You also appear to be falling back to one of the patterns of behavior other users have reported ("blame the OS heap manager"). The heap manager is doing exactly what you're asking it to.

What "gets my goat" is repeated assertions by many users in this thread who appear to have been under misconceptions about how virtual and physical addressing, paging, and caches work.

Christopher Thomas on 2 Apr 2021

Edited: Christopher Thomas on 2 Apr 2021

The people with a "staff" logo beside their name are (I would hope) answering in their formal capacity as Mathworks employees, on company time. As a result, I'm holding anyone with that logo to a (slightly) higher standard - one where I would expect that, if a disagreement occurs, they take a moment to doublecheck their position (and if they feel it necessary to either look up auxiliary information or pass the support ticket to someone else).

Regarding "allocating non-contiguous memory", that function is called "malloc()". This returns a buffer that is contiguous in virtual memory that may be fragmented in physical memory. To allocate pages that are contiguous to each other in physical memory, you need to either be in kernel space and call the appropriate OS-specific functions, or call some OS-specific user-space function for getting a physically contiguous buffer (if the OS provides such a function at all).

Your phrasing also suggests potential confusion between "non-contiguous memory" and pages that are not contiguous to each other. Within each page, addresses are always contiguous, which is why the claim elsewhere in this thread that non-contiguous pages have a large performance hit is puzzling.

Regarding "the answer is obviously no", I agree that this thread could have been over a long time ago if I'd gotten a straight answer. One plausible conversation along those lines would have been something like the following:

"Can I tell Matlab to use non-contiguous pages instead of requiring physically contiguous ones?"
"We don't offer that feature, sorry."
"Why not? It seems straightforward to implement and your users have been asking for it for 10-15 years."
"It may be, but the customers responsible for most of our revenue have asked that we prioritize working on different features, and I'm afraid those requests are our top priority."
[edit:] (alternatively) "It may be, but I'm afraid I don't have the answer to that question."

If your priority was to close this ticket, anything like that would have worked.
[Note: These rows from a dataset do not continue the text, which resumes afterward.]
//! Constructor-side parameter binding.
//!
//! A constructor receives its arguments as [`Params`] and describes the
//! parameter list it accepts with a [`ParamSpec`]. [`Params::bind`] checks the
//! whole list at once and either hands back a [`Bound`] view with typed
//! accessors or fails with the built-in [`ArgumentError`].
//!
//! ```rust
//! use callable_core::{Args, Keyword, ParamSpec, Params};
//!
//! // (a, b = 2, c:, d: 4, **rest)
//! const SPEC: ParamSpec = ParamSpec::positional(1, 1)
//!     .with_keywords(&[Keyword::required("c"), Keyword::optional("d")])
//!     .with_keyword_rest();
//!
//! let (positional, named) = Args::new().arg(1).named("c", 3).named("e", 5).into_parts();
//! let bound = Params::new(positional, named).bind(&SPEC).unwrap();
//! assert_eq!(bound.arg::<i64>(0).unwrap(), 1);
//! assert_eq!(bound.arg_or::<i64>(1, 2).unwrap(), 2);
//! assert_eq!(bound.keyword::<i64>("c").unwrap(), 3);
//! assert_eq!(bound.keyword_or::<i64>("d", 4).unwrap(), 4);
//! assert_eq!(bound.keyword_rest().len(), 1);
//! ```

use crate::args::{NamedArgs, Value};
use crate::error::ArgumentError;
use serde::de::DeserializeOwned;
use std::fmt;

/// Arguments as handed to a constructor.
#[derive(Debug, Clone, Default, PartialEq)]
pub struct Params {
    positional: Vec<Value>,
    named: Option<NamedArgs>,
}

impl Params {
    /// Positional and named values.
    pub fn new(positional: Vec<Value>, named: NamedArgs) -> Self {
        Self {
            positional,
            named: Some(named),
        }
    }

    /// Positional values with no named section at all.
    pub fn positional_only(positional: Vec<Value>) -> Self {
        Self {
            positional,
            named: None,
        }
    }

    /// Number of positional values supplied.
    pub fn len(&self) -> usize {
        self.positional.len()
    }

    /// Returns `true` when nothing at all was supplied.
    pub fn is_empty(&self) -> bool {
        self.positional.is_empty() && self.named.as_ref().is_none_or(NamedArgs::is_empty)
    }

    /// Returns `true` when a named section is present.
    pub fn has_named(&self) -> bool {
        self.named.is_some()
    }

    /// Bind the supplied values against a parameter list.
    ///
    /// Checks run in order: positional count, missing keywords, unknown
    /// keywords. The first violation is returned.
    pub fn bind(self, spec: &ParamSpec) -> Result<Bound, ArgumentError> {
        let given = self.positional.len();
        let max = spec.required + spec.optional;
        if given < spec.required || (!spec.rest && given > max) {
            return Err(ArgumentError::wrong_arity(given, spec.expected()));
        }

        let mut named = self.named.unwrap_or_default();

        let missing: Vec<&str> = spec
            .keywords
            .iter()
            .filter(|k| k.required && !named.contains_key(k.name))
            .map(|k| k.name)
            .collect();
        if !missing.is_empty() {
            return Err(ArgumentError::missing_keywords(missing.as_slice()));
        }

        let mut keywords = NamedArgs::new();
        for keyword in spec.keywords {
            if let Some(value) = named.remove(keyword.name) {
                keywords.insert(keyword.name.to_owned(), value);
            }
        }

        if !spec.keyword_rest && !named.is_empty() {
            let mut unknown: Vec<&String> = named.keys().collect();
            unknown.sort();
            return Err(ArgumentError::unknown_keywords(unknown.as_slice()));
        }

        let mut positional = self.positional;
        let rest = if given > max {
            positional.split_off(max)
        } else {
            Vec::new()
        };

        Ok(Bound {
            positional,
            rest,
            keywords,
            keyword_rest: named,
        })
    }
}

/// A declared named parameter.
#[derive(Debug, Clone, Copy, PartialEq, Eq)]
pub struct Keyword {
    name: &'static str,
    required: bool,
}

impl Keyword {
    /// A keyword the caller must supply.
    pub const fn required(name: &'static str) -> Self {
        Self {
            name,
            required: true,
        }
    }

    /// A keyword with a default.
    pub const fn optional(name: &'static str) -> Self {
        Self {
            name,
            required: false,
        }
    }

    /// The keyword's name.
    pub const fn name(&self) -> &'static str {
        self.name
    }

    /// Whether the caller must supply it.
    pub const fn is_required(&self) -> bool {
        self.required
    }
}

/// The parameter list a constructor accepts.
#[derive(Debug, Clone, Copy, PartialEq, Eq)]
pub struct ParamSpec {
    required: usize,
    optional: usize,
    rest: bool,
    keywords: &'static [Keyword],
    keyword_rest: bool,
}

impl ParamSpec {
    /// Accepts nothing.
    pub const NONE: Self = Self::positional(0, 0);

    /// Accepts any positional and named values.
    pub const ANY: Self = Self::NONE.with_rest().with_keyword_rest();

    /// `required` mandatory positional values followed by `optional` ones.
    pub const fn positional(required: usize, optional: usize) -> Self {
        Self {
            required,
            optional,
            rest: false,
            keywords: &[],
            keyword_rest: false,
        }
    }

    /// Also accept any number of trailing positional values.
    pub const fn with_rest(mut self) -> Self {
        self.rest = true;
        self
    }

    /// Declare named parameters.
    pub const fn with_keywords(mut self, keywords: &'static [Keyword]) -> Self {
        self.keywords = keywords;
        self
    }

    /// Also accept any undeclared named values.
    pub const fn with_keyword_rest(mut self) -> Self {
        self.keyword_rest = true;
        self
    }

    /// The declared named parameters.
    pub const fn keywords(&self) -> &'static [Keyword] {
        self.keywords
    }

    /// The accepted positional count, as shown in arity errors.
    pub fn expected(&self) -> Expected {
        Expected {
            min: self.required,
            max: if self.rest {
                None
            } else {
                Some(self.required + self.optional)
            },
        }
    }
}

/// Accepted positional count: `1`, `1..2` or `1+`.
#[derive(Debug, Clone, Copy, PartialEq, Eq)]
pub struct Expected {
    min: usize,
    max: Option<usize>,
}

impl fmt::Display for Expected {
    fn fmt(&self, f: &mut fmt::Formatter<'_>) -> fmt::Result {
        match self.max {
            None => write!(f, "{}+", self.min),
            Some(max) if max == self.min => write!(f, "{}", self.min),
            Some(max) => write!(f, "{}..{}", self.min, max),
        }
    }
}

/// Values bound against a [`ParamSpec`].
#[derive(Debug, Clone, PartialEq)]
pub struct Bound {
    positional: Vec<Value>,
    rest: Vec<Value>,
    keywords: NamedArgs,
    keyword_rest: NamedArgs,
}

impl Bound {
    /// A positional value that was supplied.
    pub fn arg<T: DeserializeOwned>(&self, index: usize) -> Result<T, ArgumentError> {
        match self.positional.get(index) {
            Some(value) => decode(value, format_args!("argument {index}")),
            None => Err(ArgumentError::new(format!(
                "no value supplied for argument {index}"
            ))),
        }
    }

    /// An optional positional value.
    pub fn arg_opt<T: DeserializeOwned>(
        &self,
        index: usize,
    ) -> Result<Option<T>, ArgumentError> {
        self.positional
            .get(index)
            .map(|value| decode(value, format_args!("argument {index}")))
            .transpose()
    }

    /// An optional positional value with a default.
    pub fn arg_or<T: DeserializeOwned>(
        &self,
        index: usize,
        default: T,
    ) -> Result<T, ArgumentError> {
        Ok(self.arg_opt(index)?.unwrap_or(default))
    }

    /// Trailing positional values beyond the declared ones.
    pub fn rest<T: DeserializeOwned>(&self) -> Result<Vec<T>, ArgumentError> {
        let offset = self.positional.len();
        self.rest
            .iter()
            .enumerate()
            .map(|(i, value)| decode(value, format_args!("argument {}", offset + i)))
            .collect()
    }

    /// A declared keyword that was supplied.
    pub fn keyword<T: DeserializeOwned>(&self, name: &str) -> Result<T, ArgumentError> {
        match self.keyword_opt(name)? {
            Some(value) => Ok(value),
            None => Err(ArgumentError::missing_keywords(&[name])),
        }
    }

    /// An optional keyword.
    pub fn keyword_opt<T: DeserializeOwned>(
        &self,
        name: &str,
    ) -> Result<Option<T>, ArgumentError> {
        self.keywords
            .get(name)
            .map(|value| decode(value, format_args!("keyword :{name}")))
            .transpose()
    }

    /// An optional keyword with a default.
    pub fn keyword_or<T: DeserializeOwned>(
        &self,
        name: &str,
        default: T,
    ) -> Result<T, ArgumentError> {
        Ok(self.keyword_opt(name)?.unwrap_or(default))
    }

    /// Named values that matched no declared keyword.
    pub fn keyword_rest(&self) -> &NamedArgs {
        &self.keyword_rest
    }

    /// Take the undeclared named values.
    pub fn into_keyword_rest(self) -> NamedArgs {
        self.keyword_rest
    }

    /// Total positional values supplied, rest included.
    pub fn supplied(&self) -> usize {
        self.positional.len() + self.rest.len()
    }
}

fn decode<T: DeserializeOwned>(
    value: &Value,
    what: fmt::Arguments<'_>,
) -> Result<T, ArgumentError> {
    T::deserialize(value)
        .map_err(|err| ArgumentError::new(format!("invalid value for {what}: {err}")))
}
Instead, there's been a conversation along the lines of the following:

"Can I tell Matlab to use non-contiguous pages instead of requiring physically contiguous ones?"
"That's impossible because (blatantly mistaken statement)."
"Um, no, I'm afraid you're mistaken about (item)."
[Cycle repeats for a week and a half and counting.]

I do not understand what is intended to be accomplished by this second conversation pattern. It's wasting your time too, which presumably doesn't benefit you or Mathworks. The fact that other users have been reporting this conversation pattern from Mathworks about this topic over the years is even more puzzling - it suggests that this pattern is a consistent deliberate choice on the part of Mathworks.

If you feel that I'm mistaken about something, by all means politely explain what you feel I'm overlooking, after doublechecking.

Joss Knight on 2 Apr 2021

If you want that kind of conversation, raise a Tech Support query, don't come to MATLAB Answers. This isn't a support ticket, and regardless of what it says next to my name, it is just me answering questions to the best of my knowledge in my own personal time. Hold me to a higher standard if you like, be more irritated with me if I'm wrong if you like, but it's not likely to get you where you want to go any faster. Being difficult isn't likely to make me think it's worthwhile pursuing this with greater depth.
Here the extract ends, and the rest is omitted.